Turning to the front one opens the instrument and takes out first the rete, then the plates. Then one chooses the plate with the appropriate latitude and puts this on top of the other plates and fixes the rete on top of it. With the reading taken from the back one aligns the corresponding part of the ecliptic with the appropriate line of altitude (almucantar) on the plate. As soon as this intersection is found one lets the rule intersect with this point. The rule then points to one of the hour markings on the rim and this is the time in equal hours. To find the time in unequal hours one finds the point where the other arm of the ruler intersects with the opposite part of the ecliptic. Where this point intersects with the unequal hour line on the plate underneath one reads off the time in unequal hours. All the parts of the rete (i.e. the star pointers) now above the horizon line on the plate underneath can be seen in the sky at this particular time, all those below are out of sight.

For use in surveying the shadow square is used and the calculations are based on the principle of similar triangles. To measure for example the height of a tower one determines the distance one is standing away from the tower (for example 24 feet). Then one holds the instrument up and orientates it until one can see the top of the building through both sights of the alidade. The point on the shadow square where the alidade intersects with the 'Umbra recta' scale is read off (for example 6).

If the distance from the tower is O to B and the height of the tower A to B (plus the size of the observer who is holding the instrument at eye's level), while the full length of the 'Umbra versa' scale is a to b and the point of intersection on the 'Umbra recta' scale o to b, one gets the following equation: OB : AB = ob : ab.
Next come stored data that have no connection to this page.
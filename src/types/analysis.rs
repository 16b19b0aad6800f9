//! Metric, flag, and result types produced by the analysis pipeline

use chrono::{DateTime, Utc};
use serde::{Deserialize, Deserializer, Serialize, Serializer};
use std::collections::BTreeSet;
use std::str::FromStr;

// ============================================================================
// Metrics
// ============================================================================

/// Diagnostic statistics computed over one analysis window.
#[derive(Debug, Clone, Copy, PartialEq, Serialize, Deserialize)]
pub struct MetricSet {
    /// Mean of the window minus the baseline
    pub bias: f64,
    /// OLS slope per sample
    pub slope: f64,
    /// Population standard deviation of the OLS residuals
    pub noise_std: f64,
    /// Signal-to-noise ratio (dB), clamped to ±100
    pub snr_db: f64,
    /// Normalised rising/falling discrepancy
    pub hysteresis: f64,
    /// DFA scaling exponent in [0, 1]
    pub hurst: f64,
    /// R² of the DFA log-log regression
    pub hurst_r2: f64,
}

/// Scored metrics, declared in diagnosis priority order.
#[derive(Debug, Clone, Copy, PartialEq, Eq, PartialOrd, Ord, Hash, Serialize, Deserialize)]
pub enum Metric {
    Slope,
    Bias,
    Noise,
    Hysteresis,
    Dfa,
}

impl Metric {
    /// All scored metrics, highest diagnosis priority first.
    pub const PRIORITY: [Metric; 5] = [
        Metric::Slope,
        Metric::Bias,
        Metric::Noise,
        Metric::Hysteresis,
        Metric::Dfa,
    ];

    /// Flag prefix, e.g. `SLOPE` in `SLOPE_WARNING`.
    pub fn code(self) -> &'static str {
        match self {
            Metric::Slope => "SLOPE",
            Metric::Bias => "BIAS",
            Metric::Noise => "NOISE",
            Metric::Hysteresis => "HYSTERESIS",
            Metric::Dfa => "DFA",
        }
    }

    pub fn label(self) -> &'static str {
        match self {
            Metric::Slope => "Drift (slope)",
            Metric::Bias => "Bias",
            Metric::Noise => "Noise",
            Metric::Hysteresis => "Hysteresis",
            Metric::Dfa => "Long-range correlation (DFA)",
        }
    }

    fn from_code(code: &str) -> Option<Self> {
        Self::PRIORITY.into_iter().find(|m| m.code() == code)
    }
}

// ============================================================================
// Flags
// ============================================================================

/// Threshold violation or analysis condition.
///
/// Serialized as its string code (`SLOPE_CRITICAL`, `INSUFFICIENT_DATA`, ...).
#[derive(Debug, Clone, Copy, PartialEq, Eq, PartialOrd, Ord, Hash)]
pub enum Flag {
    Critical(Metric),
    Warning(Metric),
    /// Series too short for DFA; Hurst fell back to 0.5
    InsufficientData,
    /// DFA log-log fit below the R² floor; DFA not scored
    DfaUnreliable,
}

impl Flag {
    pub fn is_critical(&self) -> bool {
        matches!(self, Flag::Critical(_))
    }

    pub fn is_warning(&self) -> bool {
        matches!(self, Flag::Warning(_))
    }

    pub fn metric(&self) -> Option<Metric> {
        match self {
            Flag::Critical(m) | Flag::Warning(m) => Some(*m),
            Flag::InsufficientData | Flag::DfaUnreliable => None,
        }
    }
}

impl std::fmt::Display for Flag {
    fn fmt(&self, f: &mut std::fmt::Formatter<'_>) -> std::fmt::Result {
        match self {
            Flag::Critical(m) => write!(f, "{}_CRITICAL", m.code()),
            Flag::Warning(m) => write!(f, "{}_WARNING", m.code()),
            Flag::InsufficientData => write!(f, "INSUFFICIENT_DATA"),
            Flag::DfaUnreliable => write!(f, "DFA_UNRELIABLE"),
        }
    }
}

impl FromStr for Flag {
    type Err = String;

    fn from_str(s: &str) -> Result<Self, Self::Err> {
        match s {
            "INSUFFICIENT_DATA" => return Ok(Flag::InsufficientData),
            "DFA_UNRELIABLE" => return Ok(Flag::DfaUnreliable),
            _ => {}
        }
        if let Some(metric) = s.strip_suffix("_CRITICAL").and_then(Metric::from_code) {
            return Ok(Flag::Critical(metric));
        }
        if let Some(metric) = s.strip_suffix("_WARNING").and_then(Metric::from_code) {
            return Ok(Flag::Warning(metric));
        }
        Err(format!("unknown flag code '{s}'"))
    }
}

impl Serialize for Flag {
    fn serialize<S: Serializer>(&self, serializer: S) -> Result<S::Ok, S::Error> {
        serializer.collect_str(self)
    }
}

impl<'de> Deserialize<'de> for Flag {
    fn deserialize<D: Deserializer<'de>>(deserializer: D) -> Result<Self, D::Error> {
        let code = String::deserialize(deserializer)?;
        code.parse().map_err(serde::de::Error::custom)
    }
}

// ============================================================================
// Status & Result
// ============================================================================

/// Three-band health status.
#[derive(Debug, Clone, Copy, Serialize, Deserialize, PartialEq, Eq, PartialOrd, Ord, Hash)]
pub enum HealthStatus {
    Green,
    Yellow,
    Red,
}

impl std::fmt::Display for HealthStatus {
    fn fmt(&self, f: &mut std::fmt::Formatter<'_>) -> std::fmt::Result {
        match self {
            HealthStatus::Green => write!(f, "Green"),
            HealthStatus::Yellow => write!(f, "Yellow"),
            HealthStatus::Red => write!(f, "Red"),
        }
    }
}

/// Output of one analysis call. Never mutated after it is returned.
#[derive(Debug, Clone, PartialEq, Serialize, Deserialize)]
pub struct AnalysisResult {
    pub sensor_id: String,
    pub timestamp: DateTime<Utc>,
    /// 0 (failed) to 100 (perfect)
    pub health_score: f64,
    pub status: HealthStatus,
    pub diagnosis: String,
    pub metrics: MetricSet,
    pub flags: BTreeSet<Flag>,
    pub recommendation: String,
    /// Remaining-useful-life estimate
    #[serde(skip_serializing_if = "Option::is_none")]
    pub prediction: Option<String>,
}

impl AnalysisResult {
    /// Check for a flag by its string code.
    pub fn has_flag(&self, code: &str) -> bool {
        self.flags.iter().any(|f| f.to_string() == code)
    }
}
Since OB, ob and ab are known to be 24, 6 and 12 one can then determine AB, in this case 48 feet. To obtain the total height of the tower one only has to add the height of the observer's eye (for example 6 feet). The total height is 54 feet.

While originally only usable at particular latitudes, changes to the design in 16th and 17th-century Europe led to the development of the much more convenient universal astrolabe, for which different projections were used. These instruments, such as the 'astrolabum catholicum', can be universally used and differ from the above described ones as follows:

The universal projection is normally to be found on the back of the astrolabe (the features otherwise on the back are now on a plate). The vernal equinox is in the centre of the instrument and the equator is represented by the horizontal diameter. Depending on the projection used the meridians appear vertically as arcs of circles or semi-ellipses, while the declinations appear horizontally as arcs or straight lines. Attached to the back is a 'regula' with a 'brachiolus' and a 'cursor', essentially two graduated bars and a movable index arm.

H. Michel, Trait? de l'Astrolabe (Paris, 1947); J. North,"The Astrolabe", Scientific American, 230 (1974), pp. 96-106; [National Maritime Museum, London], The Planispheric Astrolabe (London, 1976); H. N. Saunders, All the Astrolabes (Oxford, 1984); A. J. Turner, The Time Museum Catalogues: Vol. 1, Time Measuring Instruments, Part 1, Astrolabes, Astrolabe Related Instruments (Rockford, 1985).